In an effort to intervene earlier in disease, Alzheimer's disease (AD) clinical trials are increasingly enrolling pre-dementia populations. This includes patients meeting criteria for mild cognitive impairment (MCI), defined as memory and other cognitive problems not sufficient to impair activities of daily living. More recently, trials have enrolled MCI patients who demonstrate AD biomarkers, termed prodromal AD. Little is known about how MCI patients and their family members decide whether to participate in trials and whether this decision-making process differs for prodromal AD trials and MCI trials that do not involve biomarker testing. We will perform separate in-person interviews with 25 MCI patient participants and their study partners, recruited from the UC Irvine AD Research Center longitudinal study. We will examine (1) how MCI patients and their study partners choose whether to enroll in clinical trials and (2) potential interactions among biomarker testing, risk tolerance, and trial decision-making.
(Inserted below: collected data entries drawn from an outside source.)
//! Cache Store Module
//!
//! The contract every cache backend implements.

use async_trait::async_trait;
use chrono::{DateTime, Utc};
use serde::{de::DeserializeOwned, Serialize};

use crate::cache::Value;
use crate::error::{CacheError, Result};

// == Cache Store ==
/// A string-keyed value store with lazy expiry.
///
/// Implementations must return values that share nothing with what they
/// keep internally, and must treat a missing key as `Ok(None)` rather than
/// an error.
#[async_trait]
pub trait CacheStore: Send + Sync {
    /// A name for tracing.
    ///
    /// # Example
    /// - "memory"
    /// - "persistent"
    fn name(&self) -> &'static str;

    /// Stores `value` under `key`, replacing any previous entry and its expiry.
    ///
    /// `expires_at = None` means the entry never expires.
    async fn set(&self, key: &str, value: Value, expires_at: Option<DateTime<Utc>>)
        -> Result<()>;

    /// Returns the live value under `key`.
    ///
    /// With `remove_after`, the stored entry is deleted as part of the same
    /// read, even when it had already expired.
    async fn get(&self, key: &str, remove_after: bool) -> Result<Option<Value>>;

    /// Deletes the entry under `key`. Removing a missing key succeeds.
    async fn remove(&self, key: &str) -> Result<()>;
}

// == Key Validation ==
/// Rejects empty keys.
pub fn validate_key(key: &str) -> Result<()> {
    if key.is_empty() {
        return Err(CacheError::InvalidKey("Key cannot be empty".to_string()));
    }
    Ok(())
}

// == Typed Access ==
/// Stores and loads any serde type through a [`CacheStore`].
///
/// Values cross a `serde_json` boundary into the plain-JSON subset of
/// [`Value`], so structs come back as maps internally.
#[async_trait]
pub trait CacheStoreExt: CacheStore {
    async fn set_typed<T>(
        &self,
        key: &str,
        value: &T,
        expires_at: Option<DateTime<Utc>>,
    ) -> Result<()>
    where
        T: Serialize + Sync,
    {
        let json = serde_json::to_value(value)
            .map_err(|e| CacheError::InvalidValue(format!("cannot encode value: {e}")))?;
        self.set(key, Value::from(json), expires_at).await
    }

    async fn get_typed<T>(&self, key: &str, remove_after: bool) -> Result<Option<T>>
    where
        T: DeserializeOwned + Send,
    {
        match self.get(key, remove_after).await? {
            Some(value) => serde_json::from_value(value.to_json())
                .map(Some)
                .map_err(|e| CacheError::InvalidValue(format!("cannot decode value: {e}"))),
            None => Ok(None),
        }
    }
}

impl<S: CacheStore + ?Sized> CacheStoreExt for S {}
Participants will be interviewed about enrollment decisions and rate their willingness to participate in six trial vignettes, including three MCI trials (no biomarker inclusion criteria) and three prodromal AD trials (with amyloid imaging criteria), with varying levels of risk (low, medium, high). This study will provide critical insight to how MCI dyads approach clinical trial enrollment decisions. We will elucidate reasons MCI patients and their family members choose to enroll in clinical trials and whether this differs for trials that involve biomarker testing. We will examine the extent to which family members participate in the decision-making process. Finally, we will explore the impact of biomarker testing on risk tolerance and trial decisions. To enroll in prodromal AD trials, MCI patients must undergo AD biomarker testing. Biomarker testing may carry risk of stigma for MCI patients and deter enrollment. Alternatively, it may provide information that reduces anxiety related to diagnostic ambiguity and incentivize trial participation. Our data may inform trial design and conduct that ensure the safety of participants, hasten translational science, and maximize community trust toward research.